As far as the dogs went (and I don't think that was ever very far), I think they were more in danger from being hand fed marshmallow treats than being sat on. ;0/

Hey UHDD
I know what you mean. An incredible duality. I don't doubt that she cared for Josh, but it's just that scoring heroin seemed to be her overriding concern.

In the light of Baby P, I didn't hesitate to make our concerns official, despite her protestations. I just hope they're acted on promptly.

SKx

loveinvienna said...

I feel sorry for the poor woman and I also get the impression she loves her little boy... but if she really cared about him so very much, why did she shoot up in front of him? I know that makes it out to be much more simplistic than it really is and there is more to it than that, but she obviously doesn't want to lose the child, so why doesn't she at least wait until he IS with his grandma before doing junk? Can't she see what you see when you come to save her from herself yet again?

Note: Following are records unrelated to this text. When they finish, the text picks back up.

use std::{
    collections::HashMap,
    sync::{
        atomic::{AtomicU32, Ordering},
        Arc, Mutex,
    },
    time::Duration,
};

use anyhow::{bail, Result};
use axum::{
    extract::{
        ws::{Message as WsMessage, WebSocket},
        Query, State, WebSocketUpgrade,
    },
    response::IntoResponse,
    routing::{get, post},
    Json, Router,
};
use chat_core::{ChatClient, ClientError, ClientSettings, ConnectionState, SyncError};
use chat_shared::{
    domain::{Cid, ConnectionId},
    protocol::{
        ChannelSnapshot, Event, EventType, Message, QueryChannelsRequest, QueryChannelsResponse,
        SyncRequest, SyncResponse, User,
    },
};
use chrono::{DateTime, Utc};
use futures::{SinkExt, StreamExt};
use tokio::{
    net::TcpListener,
    sync::{broadcast, Notify},
};

#[derive(Clone, Default)]
struct Backend {
    connections: Arc<AtomicU32>,
    kick: Arc<Notify>,
    missed: Arc<Mutex<Vec<Event>>>,
    sync_requests: Arc<Mutex<Vec<SyncRequest>>>,
}

async fn ws_handler(
    ws: WebSocketUpgrade,
    State(backend): State<Backend>,
    Query(query): Query<HashMap<String, String>>,
) -> impl IntoResponse {
    let user_id = query.get("user_id").cloned().unwrap_or_default();
    ws.on_upgrade(move |socket| ws_connection(backend, socket, user_id))
}

async fn ws_connection(backend: Backend, socket: WebSocket, user_id: String) {
    let n = backend.connections.fetch_add(1, Ordering::SeqCst) + 1;
    let (mut sender, mut receiver) = socket.split();

    let mut hello = Event::new(EventType::HealthCheck);
    hello.connection_id = Some(ConnectionId::new(format!("conn-{n}")));
    hello.me = Some(User::new(user_id));
    let Ok(text) = serde_json::to_string(&hello) else {
        return;
    };
    if sender.send(WsMessage::Text(text)).await.is_err() {
        return;
    }

    tokio::select! {
        _ = backend.kick.notified() => {
            let _ = sender.send(WsMessage::Close(None)).await;
        }
        _ = async { while let Some(Ok(_msg)) = receiver.next().await {} } => {}
    }
}

async fn handle_sync(
    State(backend): State<Backend>,
    Json(request): Json<SyncRequest>,
) -> Json<SyncResponse> {
    backend
        .sync_requests
        .lock()
        .expect("sync requests lock")
        .push(request);
    let events = backend.missed.lock().expect("missed lock").clone();
    Json(SyncResponse {
        events,
        inaccessible_cids: Vec::new(),
    })
}

async fn handle_channels(Json(request): Json<QueryChannelsRequest>) -> Json<QueryChannelsResponse> {
    let channels = request.filter_conditions["cid"]["$in"]
        .as_array()
        .into_iter()
        .flatten()
        .filter_map(|raw| raw.as_str())
        .filter_map(|raw| raw.parse::<Cid>().ok())
        .map(ChannelSnapshot::empty)
        .collect();
    Json(QueryChannelsResponse { channels })
}

async fn spawn_backend(backend: Backend) -> Result<String> {
    std::env::set_var("NO_PROXY", "127.0.0.1,localhost");
    let listener = TcpListener::bind("127.0.0.1:0").await?;
    let addr = listener.local_addr()?;
    let app = Router::new()
        .route("/connect", get(ws_handler))
        .route("/sync", post(handle_sync))
        .route("/channels", post(handle_channels))
        .with_state(backend);
    tokio::spawn(async move {
        let _ = axum::serve(listener, app).await;
    });
    Ok(format!("http://{addr}"))
}

fn settings(base_url: &str) -> ClientSettings {
    ClientSettings {
        base_url: base_url.to_string(),
        api_key: "test-key".to_string(),
        user_id: Some("alice".to_string()),
        token: Some("test-token".to_string()),
        backoff_base_ms: 20,
        backoff_max_ms: 200,
        ..ClientSettings::default()
    }
}

fn missed_message(cid: &Cid, id: &str, at: DateTime<Utc>) -> Event {
    let mut message = Message::new(id, at);
    message.user = Some(User::new("bob"));
    Event::new(EventType::MessageNew)
        .at(at)
        .with_cid(cid.clone())
        .with_message(message)
}

async fn wait_for(events: &mut broadcast::Receiver<Event>, kind: EventType) -> Result<Event> {
    let wait = async {
        loop {
            let event = events.recv().await?;
            if event.kind == kind {
                return Ok::<_, anyhow::Error>(event);
            }
        }
    };
    match tokio::time::timeout(Duration::from_secs(10), wait).await {
        Ok(result) => result,
        Err(_) => bail!("timed out waiting for {kind}"),
    }
}

#[tokio::test]
async fn reconnect_replays_missed_window_for_watched_channels() -> Result<()> {
    let backend = Backend::default();
    let base_url = spawn_backend(backend.clone()).await?;
    let client = ChatClient::from_settings(settings(&base_url))?;
    let a = Cid::new("messaging", "a");
    let b = Cid::new("messaging", "b");

    assert_eq!(client.connect().await?, ConnectionId::new("conn-1"));
    client.watch_channel(a.clone()).await?;
    client.watch_channel(b.clone()).await?;

    client.disconnect().await;
    assert_eq!(client.state(), ConnectionState::Disconnected);
    let Some(t0) = client.store().lock().await.sync_cursor() else {
        bail!("disconnect did not record a sync cursor");
    };

    *backend.missed.lock().expect("missed lock") = vec![
        missed_message(&a, "m1", t0 + chrono::Duration::seconds(1)),
        missed_message(&a, "m2", t0 + chrono::Duration::seconds(2)),
        missed_message(&a, "m3", t0 + chrono::Duration::seconds(3)),
        Event::new(EventType::ChannelHidden).with_cid(b.clone()),
    ];

    let mut events = client.subscribe_events();
    assert_eq!(client.connect().await?, ConnectionId::new("conn-2"));
    wait_for(&mut events, EventType::ConnectionRecovered).await?;

    let requests = backend
        .sync_requests
        .lock()
        .expect("sync requests lock")
        .clone();
    assert_eq!(requests.len(), 1);
    assert_eq!(requests[0].channel_cids, vec![a.clone(), b.clone()]);
    assert_eq!(requests[0].last_sync_at, t0);

    {
        let store = client.store().lock().await;
        let channel_a = store.channel(&a).expect("a watched");
        let ids: Vec<&str> = channel_a.messages().iter().map(|m| m.id.as_str()).collect();
        assert_eq!(ids, vec!["m1", "m2", "m3"]);
        assert!(store.channel(&b).expect("b watched").is_hidden());
        assert_eq!(store.sync_cursor(), None);
    }

    client.dispose().await;
    assert!(client.watched_channels().await.is_empty());
    Ok(())
}

#[tokio::test]
async fn server_dropped_socket_recovers_without_caller() -> Result<()> {
    let backend = Backend::default();
    let base_url = spawn_backend(backend.clone()).await?;
    let client = ChatClient::from_settings(settings(&base_url))?;
    let a = Cid::new("messaging", "a");

    client.connect().await?;
    client.watch_channel(a.clone()).await?;
    *backend.missed.lock().expect("missed lock") =
        vec![missed_message(&a, "late", Utc::now())];

    let mut events = client.subscribe_events();
    backend.kick.notify_one();

    let offline = wait_for(&mut events, EventType::ConnectionChanged).await?;
    assert_eq!(offline.online, Some(false));
    let online = wait_for(&mut events, EventType::ConnectionChanged).await?;
    assert_eq!(online.online, Some(true));
    wait_for(&mut events, EventType::ConnectionRecovered).await?;

    assert_eq!(client.connection_id(), Some(ConnectionId::new("conn-2")));
    assert_eq!(client.stats().await.consecutive_failures, 0);
    let store = client.store().lock().await;
    assert!(store.channel(&a).expect("a watched").contains_message(&"late".into()));
    drop(store);

    client.disconnect().await;
    Ok(())
}

#[tokio::test]
async fn sync_with_no_channels_is_rejected() -> Result<()> {
    let backend = Backend::default();
    let base_url = spawn_backend(backend.clone()).await?;
    let client = ChatClient::from_settings(settings(&base_url))?;

    let err = client
        .sync(&[], Some(Utc::now()))
        .await
        .expect_err("empty cid list must fail");
    assert!(matches!(err, ClientError::Sync(SyncError::EmptyChannelList)));
    assert!(backend
        .sync_requests
        .lock()
        .expect("sync requests lock")
        .is_empty());
    Ok(())
}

A right mess but the way forwards is clear to all onlookers I suspect. Social services have to get involved.

Liv xxx

Spence Kennedy said...

Hi Liv
It is so hard to understand the power that heroin has over people, to the extent that someone would jeopardize the welfare of their own child for the sake of the next fix. It's an indication of the potency of the drug, I suppose (and perhaps a measure of the pain that they need to distance themselves from so completely).

Very difficult and sad - but I agree - an urgent case for intervention.

Charles said...

Incredible blog! I just stumbled across it tonight from an entry on another blog, but I read through all your 2009 posts tonight and enjoyed them immensely. I'll certainly be coming back to read more later. I just started an EMT course in the US, and stories like these inspire me. Beautiful writing, and you certainly seem to have a gift for noticing the poignant sides of what could be completely dreary scenes.

Spence Kennedy said...

Hey Charles!

Thanks v much!

Good luck with the course. I think it's a great thing to do.

You're right. On the face of it these scenes are often completely dreary and depressing. Looking back over them all it's difficult to figure out how you keep sane, sometimes. But in each case there are redeeming aspects, surprising sometimes. Looking for them is always an interesting diversion!